Dataset entries:
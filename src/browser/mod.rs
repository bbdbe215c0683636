//! Browser session layer for the scraping pipeline
//!
//! Owns the browser process and browsing-context lifecycle: launch
//! configuration, user agent and viewport, and guaranteed teardown. One
//! session means one browser process plus one context, scoped to a single
//! scrape attempt.
//!
//! # Example
//!
//! ```no_run
//! use seoul_place_scraper::browser::{BrowserConfig, BrowserManager};
//!
//! # fn main() -> Result<(), Box<dyn std::error::Error>> {
//! let manager = BrowserManager::new(BrowserConfig::default());
//!
//! let session = manager.acquire()?;
//! let driver = session.driver();
//!
//! driver.navigate("https://example.com")?;
//! let html = driver.html()?;
//! println!("Extracted {} bytes of HTML", html.len());
//!
//! session.release();
//! # Ok(())
//! # }
//! ```

pub mod config;
pub mod manager;
pub mod scraper;

// Re-export main types for convenience
pub use config::BrowserConfig;
pub use manager::{BrowserError, BrowserManager, ScrapeSession};
pub use scraper::PageDriver;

- _Work instructions_
Take the line with "pub use config::BrowserConfig;" and every line after it in the data, and please reproduce them exactly, leaving out all other lines.

- _Task result_
pub use config::BrowserConfig;
pub use manager::{BrowserError, BrowserManager, ScrapeSession};
pub use scraper::PageDriver;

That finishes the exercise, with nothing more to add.